The texture and the Ca content of the materials were the most important physical and chemical characteristics determining their P adsorption capacities. This is in agreement with previous findings for 13 Danish natural sands [28,38] and the findings of a literature review based on 22 scientific papers, including studies of natural materials, industrial by-products, and man-made products [13]. However, other studies report different findings. Leader et al. [26] did find a relation between material texture and P sorption for sands, but no relation for other materials studied. Additionally, Mann and Bavor [23] did not find any relation between any physical and chemical characteristics of gravel and blast furnace slag and their P sorption capacity. Concludingly, there seems to be overwhelming evidence in the literature that the high P sorption capacities of many materials are related to their high Ca content. However, this relationship is not straightforward, as materials with a high Ca content do not always imply a high P sorption capacity. Several studies have reported large variations in P sorption capacity between materials with similar Ca content, highlighting the interactions with other characteristics of the materials [13,36].

Another question is if the physical stability of the materials can be improved without compromising the materials’ P removal capacities, e.g., by Sol-Gel coating technology, which has the advantage of providing high mechanical stability [21]. Ideally, the coating should improve the physical stability of the material while still retaining the P removal ability. The effect of the coating on the sorption capacity was evident, as we observed a trade-off between retaining the P sorption capacity and the thickness of the coating. The lightly coated materials, i.e., materials coated with the most diluted coating solution and experiencing the shortest coating exposure period, preserved more of the sorption capacity found in the non-coated CAT material. It can be concluded that the coating should not be too thick, as this will reduce the P binding capacity.

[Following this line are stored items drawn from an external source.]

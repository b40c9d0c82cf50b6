use std::path::PathBuf;
use thiserror::Error;

/// Errors raised by the shared discovery and dataset helpers
#[derive(Debug, Error)]
pub enum BenchError {
    #[error("I/O error at {}: {source}", path.display())]
    Io {
        path: PathBuf,
        #[source]
        source: std::io::Error,
    },

    #[error("Invalid JSON in {}: {source}", path.display())]
    Json {
        path: PathBuf,
        #[source]
        source: serde_json::Error,
    },

    #[error("Invalid task id '{0}': expected a number between 1 and 99")]
    InvalidTaskId(String),

    #[error("Unknown language '{0}' (valid: python, js, rust)")]
    UnknownLanguage(String),

    #[error("Unknown author filter '{0}' (valid: human, ai)")]
    UnknownAuthorFilter(String),
}

impl BenchError {
    pub fn io(path: impl Into<PathBuf>, source: std::io::Error) -> Self {
        BenchError::Io {
            path: path.into(),
            source,
        }
    }
}

pub type Result<T> = std::result::Result<T, BenchError>;
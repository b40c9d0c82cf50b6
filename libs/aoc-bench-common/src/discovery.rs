/// Solution Discovery
///
/// Walks the two author-keyed hierarchies:
///
/// ```text
/// human-solutions/<task>/<lang>/
/// ai-solutions/<task>/<model>/<lang>/
/// ```
///
/// Listings are sorted so discovery order (and with it the baseline
/// tie-break) is the same on every filesystem: human first, then models
/// and languages in lexical order.

use sha2::{Digest, Sha256};
use std::fs;
use std::path::Path;

use crate::paths;
use crate::types::{AuthorFilter, Authorship, Language, Solution};

/// Narrows a discovered solution list; `None` fields mean "all"
#[derive(Debug, Clone, Copy, Default)]
pub struct SolutionFilter {
    pub author: Option<AuthorFilter>,
    pub language: Option<Language>,
}

impl SolutionFilter {
    pub fn accepts(&self, solution: &Solution) -> bool {
        self.author.map_or(true, |a| a.matches(&solution.source))
            && self.language.map_or(true, |l| l == solution.language)
    }

    pub fn apply(&self, solutions: Vec<Solution>) -> Vec<Solution> {
        solutions.into_iter().filter(|s| self.accepts(s)).collect()
    }
}

/// Sorted names of the sub-directories of `dir`; missing or unreadable dirs yield nothing
fn list_dirs(dir: &Path) -> Vec<String> {
    list_entries(dir, true)
}

fn list_files(dir: &Path) -> Vec<String> {
    list_entries(dir, false)
}

fn list_entries(dir: &Path, want_dirs: bool) -> Vec<String> {
    let Ok(entries) = fs::read_dir(dir) else {
        return Vec::new();
    };
    let mut names: Vec<String> = entries
        .filter_map(|e| e.ok())
        .filter(|e| {
            e.file_type()
                .map(|t| if want_dirs { t.is_dir() } else { t.is_file() })
                .unwrap_or(false)
        })
        .map(|e| e.file_name().to_string_lossy().into_owned())
        .collect();
    names.sort();
    names
}

/// Task ids that have an `inputs/NN.txt` file, sorted
pub fn discover_task_ids(repo_root: &Path) -> Vec<String> {
    let mut ids: Vec<String> = list_files(&repo_root.join(paths::INPUTS_DIR))
        .iter()
        .filter_map(|name| paths::task_id_from_input_name(name))
        .collect();
    ids.sort();
    ids.dedup();
    ids
}

/// Deterministic id: first 16 hex chars of sha256("task|author|language|rel_root")
pub fn stable_solution_id(task_id: &str, source: &Authorship, language: Language, rel_dir: &str) -> String {
    let raw = format!("{}|{}|{}|{}", task_id, source.id_key(), language, rel_dir);
    let digest = Sha256::digest(raw.as_bytes());
    hex::encode(digest)[..16].to_string()
}

/// Guess the file a runner will execute, by the fixed per-language search order
pub fn detect_entry_hint(solution_root: &Path, language: Language) -> Option<String> {
    let preferred: &[&str] = match language {
        Language::Python => &["main.py", "solution.py"],
        Language::Js => &[
            "index.js",
            "main.js",
            "solution.js",
            "index.ts",
            "main.ts",
            "solution.ts",
        ],
        Language::Rust => &["Cargo.toml"],
    };

    if let Some(found) = preferred.iter().find(|f| solution_root.join(f).is_file()) {
        return Some(found.to_string());
    }

    let fallback_exts: &[&str] = match language {
        Language::Python => &["py"],
        Language::Js => &["cjs", "mjs", "js", "ts", "tsx"],
        Language::Rust => &["rs"],
    };
    list_files(solution_root).into_iter().find(|name| {
        Path::new(name)
            .extension()
            .and_then(|e| e.to_str())
            .map_or(false, |e| fallback_exts.contains(&e))
    })
}

fn build_solution(repo_root: &Path, task_id: &str, source: Authorship, language: Language, dir: &Path) -> Solution {
    let rel_dir = paths::relative_to(repo_root, dir);
    Solution {
        id: stable_solution_id(task_id, &source, language, &rel_dir),
        task_id: task_id.to_string(),
        source,
        language,
        root_dir: dir.to_path_buf(),
        rel_dir,
        entry_hint: detect_entry_hint(dir, language),
    }
}

fn language_dirs(
    repo_root: &Path,
    task_id: &str,
    source: &Authorship,
    parent: &Path,
    out: &mut Vec<Solution>,
) {
    for lang_dir in list_dirs(parent) {
        let Some(language) = Language::from_dir_name(&lang_dir) else {
            continue;
        };
        out.push(build_solution(
            repo_root,
            task_id,
            source.clone(),
            language,
            &parent.join(&lang_dir),
        ));
    }
}

/// Enumerate every solution for the given tasks. Read-only; absent
/// directories simply contribute nothing.
pub fn discover_solutions(repo_root: &Path, task_ids: &[String]) -> Vec<Solution> {
    let mut solutions = Vec::new();

    for task_id in task_ids {
        let human_dir = paths::human_task_dir(repo_root, task_id);
        language_dirs(repo_root, task_id, &Authorship::Human, &human_dir, &mut solutions);

        let ai_dir = paths::ai_task_dir(repo_root, task_id);
        for model in list_dirs(&ai_dir) {
            let source = Authorship::Model(model.clone());
            language_dirs(repo_root, task_id, &source, &ai_dir.join(&model), &mut solutions);
        }
    }

    solutions
}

The removal capacities of Hygiene, non-coated Catsan, and Calcite were 11, 16, and 28 kg P m⁻³, respectively. Considering that domestic wastewater typically contains 1 kg P per Person Equivalents (PE) per year, the needed amount of material would be around 0.09, 0.06, or 0.04 m³ material PE⁻¹ yr⁻¹, respectively. However, due to problems with the physical stability of the materials, introducing the Sol-Gel coating was necessary. When coating the materials, some of the P sorption capacity is compromised, as the coated CAT materials performing best had removal capacities of approximately 11–12 kg P m⁻³. Additionally, under the same conditions, the needed amount of material would be around 0.09 m³ material PE⁻¹ yr⁻¹. At these removal capacities, a single household (5 PE) would need an external filter of 4 m³ if exchanging the material every 10 years. However, the P sorption capacities measured in batch experiments are not directly transferable to realistic settings in treating wastewater effluents [10,33], and upscaling from batch experiments to column and full-scale systems are needed to fully evaluate the materials’ potential. Installing external P filters in line with the wastewater treatment could be one possible solution [38], especially for decentralized wastewater treatment systems, in which P removal has been elusive.

The needed volumes for the materials are of an amount that is of a practical usage if an external filter is considered. Nevertheless, the maximum P sorption capacity is not directly transferrable to P removal from wastewater treatment under more realistic settings, and the filters most likely will saturate faster due to not-ideal hydraulics. Column experiments and instalment in more realistic settings will provide a more accurate picture of the materials’ P removal capacity.

In conclusion, the development of P binding materials constitutes a useful technology in decentralized wastewater treatment systems. This may promote a more circular nutrient cycle, hence, linking removal closer to recovery and reuse. The P removal abilities of both the coated and non-coated materials are of a practical use in externally constructed wetland filters. However, caution should be exercised when transferring results from batch experiments into realistic settings.